The most significant innovation of the USVS-Net in this study lies in the introduction of the GCSA module and MECS module. The GCSA module improves target recognition by leveraging multi-scale interactions to strengthen pixel-level correlations while minimizing spatial information loss, thereby reducing pixel misclassification errors during the segmentation process. The MECS module distinguishes the important frequency-domain information by extracting the global statistical information and capturing the representative features of different scales, which realizes the accurate segmentation of the details, such as the edges, lines, and so on. Combining the two modules with the designed network to form USVS-Net improves the segmentation accuracy and efficiency. The effectiveness and robustness of USVS-Net are verified by experiments on USV-DATA dataset and Pascal VOC2007 dataset. Finally, the feasibility of the algorithm was verified by offshore sailing experiments.

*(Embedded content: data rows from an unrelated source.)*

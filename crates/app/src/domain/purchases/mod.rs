//! Purchases

pub mod certificates;
pub mod errors;
pub mod models;
pub mod orchestrator;
pub mod reconciler;
pub mod repository;

pub use certificates::CertificateLocator;
pub use errors::PurchaseError;
pub use models::{
    CheckoutReceipt, FollowUp, NewPurchase, PurchaseReceipt, PurchaseRecord, Replenishment,
};
pub use orchestrator::{PurchaseOrchestrator, REPLENISH_FLOOR};
pub use reconciler::{
    DEFAULT_GRACE, ReconciliationReport, Reconciler, RepairFailure, RepairStep,
};
pub use repository::{MockPurchasesRepository, PurchasesRepository, RestPurchasesRepository};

In the future, the team will further expand the dataset, improve the network structure by expanding the sensing field [22] and enhancing the feature resolution capability, and will try to combine the unmanned ship equipped with image segmentation algorithm with the shipborne UAV equipped with target detection algorithms, and at the same time, develop the shipborne UAV’s autonomous landing technology [23] and the ship’s exhaust gas detection and tracking technology [24], which will facilitate the development of air–sea synergy technology.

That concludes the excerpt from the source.